─── Material provided ───

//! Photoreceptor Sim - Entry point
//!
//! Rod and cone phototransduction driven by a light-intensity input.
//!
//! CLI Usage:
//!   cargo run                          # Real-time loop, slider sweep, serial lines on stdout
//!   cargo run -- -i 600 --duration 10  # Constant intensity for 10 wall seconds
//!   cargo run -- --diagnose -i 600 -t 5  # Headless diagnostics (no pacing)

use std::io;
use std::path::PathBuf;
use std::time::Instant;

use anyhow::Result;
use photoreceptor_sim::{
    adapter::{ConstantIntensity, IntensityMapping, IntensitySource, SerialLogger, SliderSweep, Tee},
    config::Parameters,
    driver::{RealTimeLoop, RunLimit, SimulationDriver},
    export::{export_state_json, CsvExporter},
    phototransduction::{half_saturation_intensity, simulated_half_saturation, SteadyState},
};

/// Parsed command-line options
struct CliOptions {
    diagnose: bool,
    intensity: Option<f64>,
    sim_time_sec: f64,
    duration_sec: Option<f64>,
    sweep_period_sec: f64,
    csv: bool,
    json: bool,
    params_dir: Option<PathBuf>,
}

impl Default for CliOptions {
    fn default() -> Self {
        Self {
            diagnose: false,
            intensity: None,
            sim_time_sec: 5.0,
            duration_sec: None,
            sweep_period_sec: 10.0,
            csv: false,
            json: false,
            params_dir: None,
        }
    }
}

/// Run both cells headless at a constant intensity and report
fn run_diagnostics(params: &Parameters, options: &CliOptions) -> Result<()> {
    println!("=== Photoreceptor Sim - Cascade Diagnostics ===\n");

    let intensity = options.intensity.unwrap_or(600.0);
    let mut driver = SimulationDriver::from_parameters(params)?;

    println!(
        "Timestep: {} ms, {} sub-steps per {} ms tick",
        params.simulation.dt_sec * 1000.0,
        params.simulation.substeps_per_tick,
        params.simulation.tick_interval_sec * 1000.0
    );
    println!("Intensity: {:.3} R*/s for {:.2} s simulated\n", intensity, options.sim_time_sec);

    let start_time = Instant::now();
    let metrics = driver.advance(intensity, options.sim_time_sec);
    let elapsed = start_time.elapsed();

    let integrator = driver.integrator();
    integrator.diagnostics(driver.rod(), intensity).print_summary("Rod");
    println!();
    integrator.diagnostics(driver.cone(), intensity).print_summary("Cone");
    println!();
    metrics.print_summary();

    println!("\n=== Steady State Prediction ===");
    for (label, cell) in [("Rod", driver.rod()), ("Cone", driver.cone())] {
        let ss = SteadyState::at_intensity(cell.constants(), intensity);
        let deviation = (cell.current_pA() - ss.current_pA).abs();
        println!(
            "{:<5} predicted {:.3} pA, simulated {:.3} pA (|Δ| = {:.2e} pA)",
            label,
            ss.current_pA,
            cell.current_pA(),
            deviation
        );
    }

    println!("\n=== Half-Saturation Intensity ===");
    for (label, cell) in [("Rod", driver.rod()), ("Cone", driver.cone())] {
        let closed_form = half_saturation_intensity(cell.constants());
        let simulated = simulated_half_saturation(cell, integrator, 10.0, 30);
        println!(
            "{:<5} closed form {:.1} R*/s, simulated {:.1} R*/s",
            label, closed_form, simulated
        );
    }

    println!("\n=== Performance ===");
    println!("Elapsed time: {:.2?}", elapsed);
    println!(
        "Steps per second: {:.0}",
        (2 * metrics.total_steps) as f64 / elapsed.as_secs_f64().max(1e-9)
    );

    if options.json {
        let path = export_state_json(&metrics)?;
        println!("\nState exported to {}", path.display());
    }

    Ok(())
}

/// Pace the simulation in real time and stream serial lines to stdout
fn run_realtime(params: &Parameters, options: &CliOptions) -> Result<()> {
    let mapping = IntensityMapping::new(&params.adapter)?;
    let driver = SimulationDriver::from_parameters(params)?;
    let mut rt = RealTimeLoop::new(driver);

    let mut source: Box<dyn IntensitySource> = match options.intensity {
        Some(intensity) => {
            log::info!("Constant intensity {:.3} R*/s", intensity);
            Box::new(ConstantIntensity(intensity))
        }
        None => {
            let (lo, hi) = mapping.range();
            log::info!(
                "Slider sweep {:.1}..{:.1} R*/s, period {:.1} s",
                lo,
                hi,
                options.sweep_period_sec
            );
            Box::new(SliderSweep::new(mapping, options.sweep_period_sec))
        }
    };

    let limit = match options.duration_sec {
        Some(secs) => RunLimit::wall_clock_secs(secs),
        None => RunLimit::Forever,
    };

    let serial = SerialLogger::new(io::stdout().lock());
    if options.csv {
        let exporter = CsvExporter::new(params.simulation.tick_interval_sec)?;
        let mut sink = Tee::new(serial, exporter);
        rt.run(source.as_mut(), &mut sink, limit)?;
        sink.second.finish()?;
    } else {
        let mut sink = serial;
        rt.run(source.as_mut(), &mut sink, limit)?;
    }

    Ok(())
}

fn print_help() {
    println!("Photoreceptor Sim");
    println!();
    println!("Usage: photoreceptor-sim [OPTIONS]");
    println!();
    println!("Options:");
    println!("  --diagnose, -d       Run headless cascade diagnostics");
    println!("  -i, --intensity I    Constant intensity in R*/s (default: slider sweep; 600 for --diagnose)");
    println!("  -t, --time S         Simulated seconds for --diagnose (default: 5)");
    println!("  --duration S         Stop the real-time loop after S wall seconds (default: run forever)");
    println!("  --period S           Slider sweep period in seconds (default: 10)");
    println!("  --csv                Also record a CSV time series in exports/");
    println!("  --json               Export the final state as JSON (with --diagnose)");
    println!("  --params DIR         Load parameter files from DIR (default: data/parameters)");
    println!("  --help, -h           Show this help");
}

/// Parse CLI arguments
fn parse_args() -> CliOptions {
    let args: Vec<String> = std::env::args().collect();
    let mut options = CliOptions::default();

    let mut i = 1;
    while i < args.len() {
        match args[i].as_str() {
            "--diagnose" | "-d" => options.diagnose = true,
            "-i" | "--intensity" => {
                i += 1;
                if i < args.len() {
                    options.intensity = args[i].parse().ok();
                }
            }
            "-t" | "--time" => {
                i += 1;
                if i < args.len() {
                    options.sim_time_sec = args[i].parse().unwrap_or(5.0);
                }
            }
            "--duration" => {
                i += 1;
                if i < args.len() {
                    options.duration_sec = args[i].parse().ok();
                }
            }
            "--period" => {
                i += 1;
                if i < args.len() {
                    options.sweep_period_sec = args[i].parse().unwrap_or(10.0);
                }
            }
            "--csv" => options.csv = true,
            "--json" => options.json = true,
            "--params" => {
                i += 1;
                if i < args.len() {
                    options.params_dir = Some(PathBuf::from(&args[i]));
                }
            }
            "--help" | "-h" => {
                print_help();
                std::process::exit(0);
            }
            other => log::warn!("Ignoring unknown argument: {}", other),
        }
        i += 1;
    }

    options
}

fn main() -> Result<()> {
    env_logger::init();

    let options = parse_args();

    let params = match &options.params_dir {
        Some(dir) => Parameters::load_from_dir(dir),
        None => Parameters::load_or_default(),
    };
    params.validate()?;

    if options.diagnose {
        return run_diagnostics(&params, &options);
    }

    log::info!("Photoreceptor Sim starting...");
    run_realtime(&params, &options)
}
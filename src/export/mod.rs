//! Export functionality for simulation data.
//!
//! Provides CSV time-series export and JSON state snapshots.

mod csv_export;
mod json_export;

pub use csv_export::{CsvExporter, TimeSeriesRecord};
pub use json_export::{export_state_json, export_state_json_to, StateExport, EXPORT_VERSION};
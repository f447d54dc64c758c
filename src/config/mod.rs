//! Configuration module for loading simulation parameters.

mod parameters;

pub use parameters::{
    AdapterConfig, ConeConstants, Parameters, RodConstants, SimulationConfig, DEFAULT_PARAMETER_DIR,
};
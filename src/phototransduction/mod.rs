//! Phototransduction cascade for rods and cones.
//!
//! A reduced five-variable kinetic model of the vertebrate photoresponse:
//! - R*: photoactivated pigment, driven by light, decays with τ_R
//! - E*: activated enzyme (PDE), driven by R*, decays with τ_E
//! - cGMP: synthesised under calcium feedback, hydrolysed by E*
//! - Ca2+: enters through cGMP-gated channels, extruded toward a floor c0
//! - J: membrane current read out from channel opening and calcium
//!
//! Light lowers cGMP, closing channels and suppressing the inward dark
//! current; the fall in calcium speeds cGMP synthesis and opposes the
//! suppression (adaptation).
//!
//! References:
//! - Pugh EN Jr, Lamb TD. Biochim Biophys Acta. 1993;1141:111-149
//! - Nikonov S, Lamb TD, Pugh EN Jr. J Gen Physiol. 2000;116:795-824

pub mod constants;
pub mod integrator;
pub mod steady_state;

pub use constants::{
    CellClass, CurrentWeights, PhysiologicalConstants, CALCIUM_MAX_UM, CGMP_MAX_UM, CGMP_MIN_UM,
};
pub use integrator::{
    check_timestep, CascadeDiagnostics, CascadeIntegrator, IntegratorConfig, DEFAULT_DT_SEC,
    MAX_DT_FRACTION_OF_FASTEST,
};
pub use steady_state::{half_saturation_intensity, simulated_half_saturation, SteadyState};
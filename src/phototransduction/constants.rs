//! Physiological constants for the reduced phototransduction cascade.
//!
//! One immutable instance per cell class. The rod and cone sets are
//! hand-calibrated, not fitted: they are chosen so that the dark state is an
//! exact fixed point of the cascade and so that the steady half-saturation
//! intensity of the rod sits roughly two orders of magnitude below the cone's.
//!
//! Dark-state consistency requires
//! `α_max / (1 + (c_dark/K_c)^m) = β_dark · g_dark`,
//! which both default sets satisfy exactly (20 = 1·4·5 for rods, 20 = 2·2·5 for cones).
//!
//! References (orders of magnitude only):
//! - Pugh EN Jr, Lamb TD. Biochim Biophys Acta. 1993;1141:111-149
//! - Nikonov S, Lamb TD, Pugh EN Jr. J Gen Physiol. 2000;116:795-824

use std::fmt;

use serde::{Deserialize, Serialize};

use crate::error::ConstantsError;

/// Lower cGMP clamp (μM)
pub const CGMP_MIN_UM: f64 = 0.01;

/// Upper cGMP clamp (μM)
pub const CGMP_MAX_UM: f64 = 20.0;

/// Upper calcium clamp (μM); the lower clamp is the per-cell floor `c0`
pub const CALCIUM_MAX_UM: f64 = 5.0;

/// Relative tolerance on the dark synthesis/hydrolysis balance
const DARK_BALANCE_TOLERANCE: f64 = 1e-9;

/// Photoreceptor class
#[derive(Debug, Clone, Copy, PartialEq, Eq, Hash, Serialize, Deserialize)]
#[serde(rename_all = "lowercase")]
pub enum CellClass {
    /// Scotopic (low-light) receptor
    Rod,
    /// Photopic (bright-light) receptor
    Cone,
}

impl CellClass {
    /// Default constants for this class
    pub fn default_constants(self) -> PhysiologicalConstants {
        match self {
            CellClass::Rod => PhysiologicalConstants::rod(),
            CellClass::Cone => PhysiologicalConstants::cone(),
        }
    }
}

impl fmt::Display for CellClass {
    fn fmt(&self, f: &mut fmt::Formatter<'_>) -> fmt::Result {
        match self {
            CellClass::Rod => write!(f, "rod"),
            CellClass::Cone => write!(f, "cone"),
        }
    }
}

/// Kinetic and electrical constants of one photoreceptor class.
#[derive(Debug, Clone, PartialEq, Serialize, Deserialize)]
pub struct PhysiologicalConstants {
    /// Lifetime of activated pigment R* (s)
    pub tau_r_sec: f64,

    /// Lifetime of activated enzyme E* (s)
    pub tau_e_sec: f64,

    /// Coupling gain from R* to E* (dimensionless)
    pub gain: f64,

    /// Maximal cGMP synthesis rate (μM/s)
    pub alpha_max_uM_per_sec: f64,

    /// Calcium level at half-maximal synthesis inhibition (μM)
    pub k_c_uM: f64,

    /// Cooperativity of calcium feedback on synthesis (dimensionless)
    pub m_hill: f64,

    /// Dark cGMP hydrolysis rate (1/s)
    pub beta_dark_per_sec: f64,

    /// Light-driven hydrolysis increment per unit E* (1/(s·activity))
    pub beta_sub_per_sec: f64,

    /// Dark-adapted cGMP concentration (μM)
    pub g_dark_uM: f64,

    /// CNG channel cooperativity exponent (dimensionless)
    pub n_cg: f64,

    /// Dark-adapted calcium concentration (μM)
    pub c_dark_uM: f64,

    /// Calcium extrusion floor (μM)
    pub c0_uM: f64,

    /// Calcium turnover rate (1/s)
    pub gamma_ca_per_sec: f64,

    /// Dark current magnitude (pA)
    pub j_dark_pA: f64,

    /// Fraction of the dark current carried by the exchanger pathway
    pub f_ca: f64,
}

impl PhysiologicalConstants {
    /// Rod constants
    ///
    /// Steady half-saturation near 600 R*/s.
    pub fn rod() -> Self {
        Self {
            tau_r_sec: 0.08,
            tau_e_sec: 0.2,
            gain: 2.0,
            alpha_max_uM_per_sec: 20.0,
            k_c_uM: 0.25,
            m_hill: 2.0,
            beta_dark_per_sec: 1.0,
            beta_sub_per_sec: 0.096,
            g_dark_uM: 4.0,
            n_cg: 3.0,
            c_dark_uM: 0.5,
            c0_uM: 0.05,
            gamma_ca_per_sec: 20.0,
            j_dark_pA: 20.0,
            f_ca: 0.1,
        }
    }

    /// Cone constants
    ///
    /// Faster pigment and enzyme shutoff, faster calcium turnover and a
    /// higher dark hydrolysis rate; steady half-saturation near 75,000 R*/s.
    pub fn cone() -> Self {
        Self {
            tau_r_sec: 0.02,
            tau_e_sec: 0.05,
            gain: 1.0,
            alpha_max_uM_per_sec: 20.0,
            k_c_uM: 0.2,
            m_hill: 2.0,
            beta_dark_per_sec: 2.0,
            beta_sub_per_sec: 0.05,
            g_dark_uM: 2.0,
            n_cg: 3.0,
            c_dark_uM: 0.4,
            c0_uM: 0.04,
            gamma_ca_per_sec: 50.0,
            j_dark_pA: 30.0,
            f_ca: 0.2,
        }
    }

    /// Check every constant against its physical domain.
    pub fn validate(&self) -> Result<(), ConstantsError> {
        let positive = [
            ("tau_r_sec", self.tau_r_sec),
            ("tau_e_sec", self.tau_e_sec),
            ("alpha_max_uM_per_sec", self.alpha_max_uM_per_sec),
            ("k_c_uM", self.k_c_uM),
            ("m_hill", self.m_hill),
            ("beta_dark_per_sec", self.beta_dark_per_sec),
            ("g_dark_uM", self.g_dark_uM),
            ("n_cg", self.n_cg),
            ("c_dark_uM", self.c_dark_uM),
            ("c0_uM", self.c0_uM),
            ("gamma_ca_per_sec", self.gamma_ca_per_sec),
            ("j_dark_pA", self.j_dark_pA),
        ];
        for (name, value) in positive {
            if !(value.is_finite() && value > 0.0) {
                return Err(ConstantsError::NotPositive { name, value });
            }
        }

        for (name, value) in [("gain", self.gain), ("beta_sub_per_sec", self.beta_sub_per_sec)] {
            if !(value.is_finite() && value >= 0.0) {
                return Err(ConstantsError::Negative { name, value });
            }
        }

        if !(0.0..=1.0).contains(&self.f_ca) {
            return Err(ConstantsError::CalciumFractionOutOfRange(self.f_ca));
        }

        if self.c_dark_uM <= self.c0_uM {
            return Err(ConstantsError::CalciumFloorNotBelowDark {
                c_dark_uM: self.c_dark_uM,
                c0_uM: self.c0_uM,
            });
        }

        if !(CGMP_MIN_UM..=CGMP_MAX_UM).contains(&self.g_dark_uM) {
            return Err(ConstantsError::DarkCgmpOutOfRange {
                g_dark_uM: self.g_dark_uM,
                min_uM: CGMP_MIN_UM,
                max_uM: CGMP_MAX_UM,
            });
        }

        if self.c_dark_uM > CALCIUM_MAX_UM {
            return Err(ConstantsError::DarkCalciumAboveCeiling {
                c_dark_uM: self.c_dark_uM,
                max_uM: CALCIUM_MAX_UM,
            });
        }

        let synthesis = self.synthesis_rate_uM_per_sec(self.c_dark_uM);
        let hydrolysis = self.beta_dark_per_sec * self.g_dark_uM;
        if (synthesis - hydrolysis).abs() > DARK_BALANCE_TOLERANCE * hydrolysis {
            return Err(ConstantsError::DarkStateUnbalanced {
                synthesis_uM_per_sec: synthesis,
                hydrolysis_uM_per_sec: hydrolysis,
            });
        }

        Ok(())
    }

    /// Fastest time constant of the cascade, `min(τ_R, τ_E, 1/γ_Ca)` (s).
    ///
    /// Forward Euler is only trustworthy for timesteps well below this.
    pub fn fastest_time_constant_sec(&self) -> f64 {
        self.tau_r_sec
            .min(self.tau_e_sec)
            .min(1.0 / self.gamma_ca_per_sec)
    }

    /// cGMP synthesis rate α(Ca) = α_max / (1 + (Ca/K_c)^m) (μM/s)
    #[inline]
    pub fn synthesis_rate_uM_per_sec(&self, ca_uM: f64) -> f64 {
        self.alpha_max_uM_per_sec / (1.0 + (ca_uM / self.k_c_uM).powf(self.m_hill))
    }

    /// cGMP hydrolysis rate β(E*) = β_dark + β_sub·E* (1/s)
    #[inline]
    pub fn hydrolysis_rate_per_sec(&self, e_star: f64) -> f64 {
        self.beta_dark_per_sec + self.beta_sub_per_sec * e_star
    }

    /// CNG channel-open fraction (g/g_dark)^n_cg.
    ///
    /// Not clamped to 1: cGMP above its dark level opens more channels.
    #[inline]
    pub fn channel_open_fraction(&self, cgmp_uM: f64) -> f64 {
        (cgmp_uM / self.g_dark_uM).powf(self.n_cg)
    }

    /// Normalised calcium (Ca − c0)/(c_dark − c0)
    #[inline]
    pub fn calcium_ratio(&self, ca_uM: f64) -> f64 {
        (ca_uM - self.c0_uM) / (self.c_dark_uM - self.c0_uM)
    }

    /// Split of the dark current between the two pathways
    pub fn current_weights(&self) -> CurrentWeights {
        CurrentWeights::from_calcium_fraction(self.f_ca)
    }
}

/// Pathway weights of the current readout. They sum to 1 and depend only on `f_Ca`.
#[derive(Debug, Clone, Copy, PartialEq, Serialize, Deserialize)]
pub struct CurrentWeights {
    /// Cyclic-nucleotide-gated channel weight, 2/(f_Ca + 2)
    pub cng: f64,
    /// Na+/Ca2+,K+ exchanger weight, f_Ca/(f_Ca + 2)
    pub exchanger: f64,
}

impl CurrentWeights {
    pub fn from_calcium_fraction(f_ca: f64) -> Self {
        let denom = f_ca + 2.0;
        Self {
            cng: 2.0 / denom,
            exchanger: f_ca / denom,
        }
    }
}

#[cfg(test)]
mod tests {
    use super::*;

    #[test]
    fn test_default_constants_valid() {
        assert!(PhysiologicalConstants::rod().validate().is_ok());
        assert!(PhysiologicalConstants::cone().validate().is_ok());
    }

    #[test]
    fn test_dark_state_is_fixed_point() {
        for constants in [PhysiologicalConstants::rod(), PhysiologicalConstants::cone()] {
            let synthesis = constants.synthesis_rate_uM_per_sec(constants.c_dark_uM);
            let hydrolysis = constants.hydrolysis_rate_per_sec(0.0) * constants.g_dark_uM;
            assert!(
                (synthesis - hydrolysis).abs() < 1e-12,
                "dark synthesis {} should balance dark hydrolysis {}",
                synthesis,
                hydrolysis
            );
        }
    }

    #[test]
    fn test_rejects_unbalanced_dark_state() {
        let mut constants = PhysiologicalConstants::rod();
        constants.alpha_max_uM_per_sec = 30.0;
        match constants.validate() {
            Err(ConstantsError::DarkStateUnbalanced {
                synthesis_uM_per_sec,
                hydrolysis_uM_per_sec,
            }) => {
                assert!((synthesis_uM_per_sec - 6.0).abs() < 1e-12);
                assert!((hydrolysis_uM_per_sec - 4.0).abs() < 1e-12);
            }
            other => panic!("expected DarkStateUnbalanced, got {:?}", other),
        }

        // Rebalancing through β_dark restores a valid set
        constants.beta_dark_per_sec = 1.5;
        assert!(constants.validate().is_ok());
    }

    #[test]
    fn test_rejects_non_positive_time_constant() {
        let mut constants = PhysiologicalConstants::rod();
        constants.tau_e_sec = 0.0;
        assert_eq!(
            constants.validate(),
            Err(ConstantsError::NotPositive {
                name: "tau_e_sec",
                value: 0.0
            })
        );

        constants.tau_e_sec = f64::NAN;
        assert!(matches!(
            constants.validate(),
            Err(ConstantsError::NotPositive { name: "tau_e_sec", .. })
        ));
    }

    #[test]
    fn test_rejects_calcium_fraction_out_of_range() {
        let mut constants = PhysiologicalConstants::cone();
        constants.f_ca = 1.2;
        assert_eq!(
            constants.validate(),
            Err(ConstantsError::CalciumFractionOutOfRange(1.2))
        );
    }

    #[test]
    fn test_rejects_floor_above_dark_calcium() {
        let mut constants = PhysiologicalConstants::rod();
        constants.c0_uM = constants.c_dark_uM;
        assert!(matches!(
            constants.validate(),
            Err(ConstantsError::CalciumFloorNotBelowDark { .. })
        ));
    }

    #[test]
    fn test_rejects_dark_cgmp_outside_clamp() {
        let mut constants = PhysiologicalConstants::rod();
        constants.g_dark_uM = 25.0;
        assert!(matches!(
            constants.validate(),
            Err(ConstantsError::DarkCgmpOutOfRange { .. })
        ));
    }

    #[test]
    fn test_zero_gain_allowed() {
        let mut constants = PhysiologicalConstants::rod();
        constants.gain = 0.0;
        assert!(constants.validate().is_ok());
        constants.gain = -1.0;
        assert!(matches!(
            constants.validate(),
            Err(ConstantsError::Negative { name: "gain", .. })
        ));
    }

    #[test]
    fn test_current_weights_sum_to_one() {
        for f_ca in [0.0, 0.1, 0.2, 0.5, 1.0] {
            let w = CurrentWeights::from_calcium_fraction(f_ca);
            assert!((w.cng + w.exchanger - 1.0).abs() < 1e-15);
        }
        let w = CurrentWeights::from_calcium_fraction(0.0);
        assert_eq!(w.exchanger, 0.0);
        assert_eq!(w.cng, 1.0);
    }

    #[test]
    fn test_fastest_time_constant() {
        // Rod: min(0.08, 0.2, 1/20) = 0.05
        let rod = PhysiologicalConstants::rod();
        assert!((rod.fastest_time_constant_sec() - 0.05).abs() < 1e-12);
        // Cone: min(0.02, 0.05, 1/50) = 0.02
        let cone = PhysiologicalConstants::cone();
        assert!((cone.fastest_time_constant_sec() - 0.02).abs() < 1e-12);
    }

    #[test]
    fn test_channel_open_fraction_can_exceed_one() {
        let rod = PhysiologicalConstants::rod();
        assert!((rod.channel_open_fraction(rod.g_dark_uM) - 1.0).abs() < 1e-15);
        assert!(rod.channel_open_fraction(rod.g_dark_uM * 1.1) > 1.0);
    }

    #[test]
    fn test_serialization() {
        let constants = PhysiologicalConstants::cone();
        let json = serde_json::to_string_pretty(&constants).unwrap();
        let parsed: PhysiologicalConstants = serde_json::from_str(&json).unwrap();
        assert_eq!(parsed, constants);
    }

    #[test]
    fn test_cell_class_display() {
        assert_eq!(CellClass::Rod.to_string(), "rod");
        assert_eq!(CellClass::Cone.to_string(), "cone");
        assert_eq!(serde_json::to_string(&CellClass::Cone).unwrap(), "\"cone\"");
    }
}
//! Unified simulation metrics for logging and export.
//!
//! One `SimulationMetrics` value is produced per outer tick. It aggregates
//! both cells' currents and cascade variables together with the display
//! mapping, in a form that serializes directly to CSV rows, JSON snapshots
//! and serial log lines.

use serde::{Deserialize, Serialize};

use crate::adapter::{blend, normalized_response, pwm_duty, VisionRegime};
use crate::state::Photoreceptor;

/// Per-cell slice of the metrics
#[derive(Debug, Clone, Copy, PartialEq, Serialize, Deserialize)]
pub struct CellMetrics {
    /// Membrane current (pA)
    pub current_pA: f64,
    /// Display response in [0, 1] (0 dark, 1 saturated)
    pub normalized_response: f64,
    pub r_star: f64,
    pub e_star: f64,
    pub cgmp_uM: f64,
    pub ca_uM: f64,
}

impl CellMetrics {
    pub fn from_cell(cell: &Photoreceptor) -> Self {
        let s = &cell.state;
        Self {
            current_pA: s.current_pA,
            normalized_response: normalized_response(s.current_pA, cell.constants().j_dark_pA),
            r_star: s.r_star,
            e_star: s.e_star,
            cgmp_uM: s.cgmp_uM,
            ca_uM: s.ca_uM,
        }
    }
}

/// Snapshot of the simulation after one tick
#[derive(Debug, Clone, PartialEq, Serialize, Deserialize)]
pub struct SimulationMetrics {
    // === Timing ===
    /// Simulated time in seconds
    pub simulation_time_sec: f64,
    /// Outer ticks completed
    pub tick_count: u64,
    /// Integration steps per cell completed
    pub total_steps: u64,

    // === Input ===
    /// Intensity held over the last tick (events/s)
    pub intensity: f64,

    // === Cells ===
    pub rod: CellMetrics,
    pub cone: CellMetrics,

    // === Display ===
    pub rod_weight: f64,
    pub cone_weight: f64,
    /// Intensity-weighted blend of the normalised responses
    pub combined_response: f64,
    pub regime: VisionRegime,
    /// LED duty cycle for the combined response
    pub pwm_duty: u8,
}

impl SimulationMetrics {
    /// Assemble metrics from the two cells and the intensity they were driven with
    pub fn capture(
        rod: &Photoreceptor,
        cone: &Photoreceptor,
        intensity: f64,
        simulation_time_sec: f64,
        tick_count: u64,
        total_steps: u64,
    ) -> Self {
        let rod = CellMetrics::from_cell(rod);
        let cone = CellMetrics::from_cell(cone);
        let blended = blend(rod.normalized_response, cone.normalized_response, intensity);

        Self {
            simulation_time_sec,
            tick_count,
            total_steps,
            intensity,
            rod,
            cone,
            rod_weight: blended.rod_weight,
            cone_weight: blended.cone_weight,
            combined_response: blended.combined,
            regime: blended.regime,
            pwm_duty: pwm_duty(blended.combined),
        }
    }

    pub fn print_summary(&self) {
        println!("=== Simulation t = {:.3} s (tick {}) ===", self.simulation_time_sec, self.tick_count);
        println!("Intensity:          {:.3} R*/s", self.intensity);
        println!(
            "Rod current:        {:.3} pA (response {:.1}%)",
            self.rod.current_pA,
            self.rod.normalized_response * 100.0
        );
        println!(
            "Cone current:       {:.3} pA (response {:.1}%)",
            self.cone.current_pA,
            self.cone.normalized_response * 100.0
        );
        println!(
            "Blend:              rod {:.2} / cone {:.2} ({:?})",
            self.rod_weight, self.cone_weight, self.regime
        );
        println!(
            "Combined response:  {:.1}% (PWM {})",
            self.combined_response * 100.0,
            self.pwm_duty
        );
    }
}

───

*Problem to solve*
Above this instruction are the records; retype exactly the lines from the one containing "pub fn hydrolysis_rate_per_sec(&self, e_star: f64)" up to and including the one containing "pub fn channel_open_fraction(&self, cgmp_uM: f64)".

*Output of the task*
    pub fn hydrolysis_rate_per_sec(&self, e_star: f64) -> f64 {
        self.beta_dark_per_sec + self.beta_sub_per_sec * e_star
    }

    /// CNG channel-open fraction (g/g_dark)^n_cg.
    ///
    /// Not clamped to 1: cGMP above its dark level opens more channels.
    #[inline]
    pub fn channel_open_fraction(&self, cgmp_uM: f64) -> f64 {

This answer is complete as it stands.